With Tax Day looming, you may be wondering how the recent federal tax reform legislation affects you.

Nearly all the tax changes went into effect this year, so your 2017 return will follow the old tax code. But you are likely to see many other benefits, from a fatter paycheck to a stronger economy. Lowered rates for individuals and businesses mean you will keep more of your earnings and have access to greater career opportunities than you did before.

On the individual side, tax rates are not only lower, but the income threshold for most tax brackets has been raised. That means more money in your pocket to pay the bills or save for your future.

Tax cuts and the individual taxpayer

The Treasury Department estimates 90 percent of Americans will receive a tax cut under the new rules. A single taxpayer earning $50,000 will take home nearly $50 more each week. In case you were wondering, these savings are already reflected in your paychecks, so there’s no need to feel guilty about splurging on that slice of avocado toast.

Millennials can also take advantage of a roughly doubled standard deduction of $12,000 for single filers and $24,000 for married couples. That money is completely exempt from federal taxation, and taking the standard deduction means you don’t have to fret about itemizing every obscure deduction you qualify for. Adulting just got a little easier.

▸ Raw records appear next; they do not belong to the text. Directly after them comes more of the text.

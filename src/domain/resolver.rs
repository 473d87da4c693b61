//! Lookups over the reference tables.
//!
//! Every lookup is total: a miss, or a malformed cell, degrades to a fixed
//! default so a price can always be produced. The [`Lookup`] wrapper keeps
//! track of which of the two happened.

use time::{macros::format_description, Date, OffsetDateTime};
use tracing::debug;

use super::entities::{FscWindow, InteriorDeliveryRecord, Zone, ZoneRecord};
use super::tables::RateTable;

pub const DEFAULT_RATE: f64 = 100.0;
pub const DEFAULT_FSC_RATE: f64 = 0.15;
pub const DEFAULT_INTERIOR_DELIVERY: f64 = 1000.0;
pub const DEFAULT_CUSTOMS: f64 = 2000.0;

const CUSTOMS_FEES: [(&str, f64); 3] = [("DHL", 4000.0), ("FEDEX", 2000.0), ("UPS", 2750.0)];

/// Outcome of a table lookup.
#[derive(Clone, Copy, Debug, PartialEq, Eq)]
pub enum Lookup<T> {
    Found(T),
    Default(T),
}

impl<T> Lookup<T> {
    pub fn value(self) -> T {
        match self {
            Lookup::Found(value) | Lookup::Default(value) => value,
        }
    }

    pub fn get(&self) -> &T {
        match self {
            Lookup::Found(value) | Lookup::Default(value) => value,
        }
    }

    pub fn is_default(&self) -> bool {
        matches!(self, Lookup::Default(_))
    }
}

fn same_key(left: &str, right: &str) -> bool {
    left == right || left.to_uppercase() == right.to_uppercase()
}

/// Parse a numeric table cell. Empty, non-numeric and non-finite cells are
/// treated as absent.
pub fn parse_amount(raw: &str) -> Option<f64> {
    raw.trim()
        .parse::<f64>()
        .ok()
        .filter(|value| value.is_finite())
}

/// Zone for a destination country and carrier. First matching row wins and
/// its cell is returned as written, even when blank.
pub fn resolve_zone(zone_chart: &[ZoneRecord], country: &str, carrier: &str) -> Lookup<Zone> {
    match zone_chart
        .iter()
        .find(|record| same_key(&record.country, country) && same_key(&record.carrier, carrier))
    {
        Some(record) => Lookup::Found(Zone::from_chart(&record.zone)),
        None => {
            debug!(country, carrier, "no zone chart entry, using zone 1");
            Lookup::Default(Zone::default())
        }
    }
}

/// Per-kilogram rate for `weight` in `zone`.
///
/// The weight is rounded up to the next band. Weights above the last band
/// use the last band. A missing table, missing zone, empty zone or a zero
/// rate all yield [`DEFAULT_RATE`].
pub fn resolve_rate(rate_table: Option<&RateTable>, weight: f64, zone: &Zone) -> Lookup<f64> {
    let Some(bands) = rate_table.and_then(|table| table.bands(zone)) else {
        debug!(zone = %zone, "zone missing from rate table, using default rate");
        return Lookup::Default(DEFAULT_RATE);
    };

    let band = bands
        .iter()
        .find(|band| band.weight >= weight)
        .or_else(|| bands.last());

    match band.map(|band| band.rate) {
        Some(rate) if rate != 0.0 && !rate.is_nan() => Lookup::Found(rate),
        _ => {
            debug!(zone = %zone, weight, "no usable rate band, using default rate");
            Lookup::Default(DEFAULT_RATE)
        }
    }
}

/// `YYYY-MM-DD` rendering used for schedule comparisons.
pub fn iso_date(date: Date) -> String {
    date.format(format_description!("[year]-[month]-[day]"))
        .unwrap_or_else(|_| date.to_string())
}

/// Current calendar date in UTC.
pub fn today_utc() -> Date {
    OffsetDateTime::now_utc().date()
}

/// Active fuel surcharge for `carrier` on `today`, as a fraction.
pub fn resolve_fsc(schedule: &[FscWindow], carrier: &str, today: Date) -> Lookup<f64> {
    resolve_fsc_on(schedule, carrier, &iso_date(today))
}

/// Same as [`resolve_fsc`] with the date already rendered.
///
/// Window bounds are compared as text, which orders correctly only for
/// zero-padded `YYYY-MM-DD` values.
pub fn resolve_fsc_on(schedule: &[FscWindow], carrier: &str, today: &str) -> Lookup<f64> {
    let active = schedule.iter().find(|window| {
        same_key(&window.carrier, carrier)
            && today >= window.start_date.as_str()
            && today <= window.end_date.as_str()
    });

    match active.map(|window| parse_amount(&window.fsc_percent)) {
        Some(Some(percent)) => Lookup::Found(percent / 100.0),
        Some(None) => {
            debug!(carrier, today, "active FSC window has no usable percentage");
            Lookup::Default(DEFAULT_FSC_RATE)
        }
        None => {
            debug!(carrier, today, "no active FSC window");
            Lookup::Default(DEFAULT_FSC_RATE)
        }
    }
}

/// Interior delivery charge for a destination country.
pub fn resolve_interior_delivery(table: &[InteriorDeliveryRecord], country: &str) -> Lookup<f64> {
    let record = table.iter().find(|record| same_key(&record.country, country));

    match record.map(|record| parse_amount(&record.amount)) {
        Some(Some(amount)) => Lookup::Found(amount),
        _ => {
            debug!(country, "no usable interior delivery charge, using default");
            Lookup::Default(DEFAULT_INTERIOR_DELIVERY)
        }
    }
}

/// Flat customs clearance fee per carrier.
pub fn resolve_customs(carrier: &str) -> Lookup<f64> {
    CUSTOMS_FEES
        .iter()
        .find(|(key, _)| same_key(key, carrier))
        .map(|(_, fee)| Lookup::Found(*fee))
        .unwrap_or(Lookup::Default(DEFAULT_CUSTOMS))
}

#[cfg(test)]
mod tests {
    use super::*;
    use pretty_assertions::assert_eq;
    use rstest::rstest;
    use time::macros::date;

    fn zone(label: &str) -> Zone {
        Zone::parse(label).unwrap()
    }

    fn zone_chart() -> Vec<ZoneRecord> {
        vec![
            ZoneRecord {
                country: "USA".into(),
                carrier: "DHL".into(),
                zone: "1".into(),
            },
            ZoneRecord {
                country: "USA".into(),
                carrier: "FEDEX".into(),
                zone: "2".into(),
            },
            ZoneRecord {
                country: "usa".into(),
                carrier: "fedex".into(),
                zone: "4".into(),
            },
            ZoneRecord {
                country: "Chile".into(),
                carrier: "UPS".into(),
                zone: "".into(),
            },
        ]
    }

    fn rates() -> RateTable {
        RateTable::new()
            .with_rate(zone("1"), 0.5, 700.0)
            .with_rate(zone("1"), 5.0, 500.0)
            .with_rate(zone("1"), 10.0, 450.0)
            .with_rate(zone("2"), 5.0, 0.0)
    }

    fn window(carrier: &str, start: &str, end: &str, percent: &str) -> FscWindow {
        FscWindow {
            carrier: carrier.into(),
            start_date: start.into(),
            end_date: end.into(),
            fsc_percent: percent.into(),
        }
    }

    #[rstest]
    #[case("usa", "dhl")]
    #[case("USA", "DHL")]
    #[case("Usa", "Dhl")]
    fn zone_match_ignores_case(#[case] country: &str, #[case] carrier: &str) {
        assert_eq!(
            resolve_zone(&zone_chart(), country, carrier),
            Lookup::Found(zone("1"))
        );
    }

    #[test]
    fn zone_first_match_wins() {
        assert_eq!(
            resolve_zone(&zone_chart(), "USA", "FedEx"),
            Lookup::Found(zone("2"))
        );
    }

    #[rstest]
    #[case("Narnia", "DHL")]
    #[case("USA", "UPS")]
    fn zone_defaults_to_one(#[case] country: &str, #[case] carrier: &str) {
        assert_eq!(
            resolve_zone(&zone_chart(), country, carrier),
            Lookup::Default(zone("1"))
        );
    }

    #[test]
    fn blank_zone_cell_is_returned_and_misses_the_rate_table() {
        let found = resolve_zone(&zone_chart(), "chile", "ups");
        assert_eq!(found, Lookup::Found(Zone::from_chart("")));
        assert_eq!(
            resolve_rate(Some(&rates()), 5.0, found.get()),
            Lookup::Default(DEFAULT_RATE)
        );
    }

    #[test]
    fn padded_zone_cell_does_not_match_trimmed_column() {
        let chart = vec![ZoneRecord {
            country: "Peru".into(),
            carrier: "DHL".into(),
            zone: " 1 ".into(),
        }];
        let found = resolve_zone(&chart, "Peru", "DHL");
        assert_eq!(found.get().label(), " 1 ");
        assert_eq!(
            resolve_rate(Some(&rates()), 5.0, found.get()),
            Lookup::Default(DEFAULT_RATE)
        );
    }

    #[rstest]
    #[case(0.1, 700.0)]
    #[case(0.5, 700.0)]
    #[case(0.6, 500.0)]
    #[case(5.0, 500.0)]
    #[case(5.01, 450.0)]
    #[case(10.0, 450.0)]
    fn rate_rounds_up_to_next_band(#[case] weight: f64, #[case] expected: f64) {
        assert_eq!(
            resolve_rate(Some(&rates()), weight, &zone("1")),
            Lookup::Found(expected)
        );
    }

    #[rstest]
    #[case(10.5)]
    #[case(250.0)]
    #[case(1e9)]
    fn rate_clamps_to_largest_band(#[case] weight: f64) {
        assert_eq!(
            resolve_rate(Some(&rates()), weight, &zone("1")),
            Lookup::Found(450.0)
        );
    }

    #[test]
    fn rate_defaults_for_missing_zone_table_or_zero_rate() {
        assert_eq!(
            resolve_rate(Some(&rates()), 5.0, &zone("9")),
            Lookup::Default(DEFAULT_RATE)
        );
        assert_eq!(
            resolve_rate(None, 5.0, &zone("1")),
            Lookup::Default(DEFAULT_RATE)
        );
        assert_eq!(
            resolve_rate(Some(&rates()), 5.0, &zone("2")),
            Lookup::Default(DEFAULT_RATE)
        );
    }

    #[test]
    fn rate_defaults_for_zone_without_bands() {
        let mut table = RateTable::new();
        table.add_zone(zone("3"));
        assert_eq!(
            resolve_rate(Some(&table), 1.0, &zone("3")),
            Lookup::Default(DEFAULT_RATE)
        );
    }

    #[test]
    fn fsc_uses_window_covering_today() {
        let schedule = vec![
            window("DHL", "2024-01-01", "2024-06-30", "12"),
            window("DHL", "2024-07-01", "2024-12-31", "15.5"),
        ];
        let rate = resolve_fsc(&schedule, "dhl", date!(2024 - 08 - 15));
        assert_eq!(rate, Lookup::Found(0.155));
    }

    #[rstest]
    #[case("2024-01-01")]
    #[case("2024-12-31")]
    fn fsc_window_bounds_are_inclusive(#[case] today: &str) {
        let schedule = vec![window("ups", "2024-01-01", "2024-12-31", "16")];
        assert_eq!(resolve_fsc_on(&schedule, "UPS", today), Lookup::Found(0.16));
    }

    #[test]
    fn fsc_defaults_without_active_window() {
        let schedule = vec![window("DHL", "2024-01-01", "2024-12-31", "15.5")];
        assert_eq!(
            resolve_fsc(&schedule, "DHL", date!(2026 - 10 - 17)),
            Lookup::Default(0.15)
        );
        assert_eq!(
            resolve_fsc(&schedule, "UPS", date!(2024 - 05 - 01)),
            Lookup::Default(0.15)
        );
    }

    #[test]
    fn fsc_defaults_for_malformed_percentage() {
        let schedule = vec![window("FEDEX", "2024-01-01", "2024-12-31", "n/a")];
        assert_eq!(
            resolve_fsc_on(&schedule, "FEDEX", "2024-03-03"),
            Lookup::Default(0.15)
        );
    }

    // Bounds are compared as text. Without zero padding "2024-9-1" sorts
    // after "2024-10-15", so a date inside the window is reported as outside.
    #[test]
    fn fsc_unpadded_dates_compare_as_text() {
        let schedule = vec![window("DHL", "2024-9-1", "2024-12-31", "20")];
        assert_eq!(
            resolve_fsc(&schedule, "DHL", date!(2024 - 10 - 15)),
            Lookup::Default(0.15)
        );
    }

    #[test]
    fn iso_date_is_zero_padded() {
        assert_eq!(iso_date(date!(2024 - 03 - 07)), "2024-03-07");
    }

    #[rstest]
    #[case("india", Lookup::Found(800.0))]
    #[case("INDIA", Lookup::Found(800.0))]
    #[case("Peru", Lookup::Default(1000.0))]
    #[case("Chad", Lookup::Default(1000.0))]
    fn interior_delivery_lookup(#[case] country: &str, #[case] expected: Lookup<f64>) {
        let table = vec![
            InteriorDeliveryRecord {
                country: "India".into(),
                amount: "800".into(),
            },
            InteriorDeliveryRecord {
                country: "Chad".into(),
                amount: "".into(),
            },
        ];
        assert_eq!(resolve_interior_delivery(&table, country), expected);
    }

    #[rstest]
    #[case("DHL", Lookup::Found(4000.0))]
    #[case("fedex", Lookup::Found(2000.0))]
    #[case("Ups", Lookup::Found(2750.0))]
    #[case("TNT", Lookup::Default(2000.0))]
    #[case("", Lookup::Default(2000.0))]
    fn customs_fees(#[case] carrier: &str, #[case] expected: Lookup<f64>) {
        assert_eq!(resolve_customs(carrier), expected);
    }

    #[rstest]
    #[case("15.5", Some(15.5))]
    #[case(" 1000 ", Some(1000.0))]
    #[case("", None)]
    #[case("abc", None)]
    #[case("NaN", None)]
    fn amount_parsing(#[case] raw: &str, #[case] expected: Option<f64>) {
        assert_eq!(parse_amount(raw), expected);
    }
}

The benefits of tax reform don’t stop with lower tax bills. The lowered corporate tax rate will lead to greater investment and higher wages for young workers. Companies nationwide have already announced a raft of bonuses, pay raises and expanded benefits due to tax reform.

Apple is giving most employees $2,500 stock bonuses, building a new campus and hiring 20,000 new employees. Chipotle announced $1,000 cash bonuses for restaurant workers as well as improved parental leave. Disney also announced bonuses and is creating a $50 million program to help employees pursue higher education and vocational training.

Companies benefit greatly from tax relief

Big businesses aren’t the only ones sharing their tax reform windfalls with employees. Bruns General Contracting in Tipp City, Ohio, is buying more equipment and strengthening retirement benefits. The owners of Don Ramon Restaurant in West Palm Beach, Fla., plan to expand their business and hike pay for employees. Wherever you live, tax reform is helping your local businesses thrive.

The success of small businesses matters deeply to millennials, who surveys indicate are more entrepreneurial-minded than older generations. Two-thirds of young people say they would like to start their own company, and thanks to the new tax code, more of them will have the opportunity to become their own boss and grow a successful business.

In fact, many who were initially skeptical of the law are changing their minds after seeing how it is giving a boost to small businesses.

Erin Parker, a high school history teacher in San Antonio, is a political independent who tends to vote Democratic. She at first doubted the tax law would do much to improve the economy, but she says the bill will likely help the technology start-up that employs her husband.

“Hearing about the implications for my husband’s business improved my view of it a bit,” she told The New York Times.

Thanks to tax reform, small business owners nationwide are the most optimistic they’ve been in decades.

Small businesses are optimistic about tax reform

The small business optimism index by the National Federation of Independent Business (NFIB) rose to 107.6 points in February, the highest reading since 1983.

NFIB President and CEO Jaunita Duggan credits lower taxes and reduced regulatory burdens for the renewed optimism. “When small business owners have confidence and certainty in the economy, they’re able to hire more workers and invest in their businesses,” she said.

In the past two years, small business owners reported that taxes and regulations were their biggest problems. Today, they say their biggest problem is finding qualified employees – an indication of the high demand for workers in our strengthened economy.

It’s no coincidence that small business optimism peaked in the 1980s. President Ronald Reagan’s 1981 Economic Recovery Act cut individual rates by 23 percent. Five years later, per-capita disposable income rose more than $2,700 and the economy added nearly 12 million new jobs.

Contrast these numbers with the economy after the 2009 “economic stimulus” that millennials were treated to. Per-capita disposable income rose by just $798 after five years and the economy added a relatively paltry 2.2 million jobs.

Get ready for a prosperous economy

With tax reform now rocketing the economy forward as it did during the Reagan era, young people are set to experience tax savings and wage growth unlike anything our generation has experienced. That thought should take some of the sting out of tax filing season.

David Barnes is the director of policy for Generation Opportunity Institute.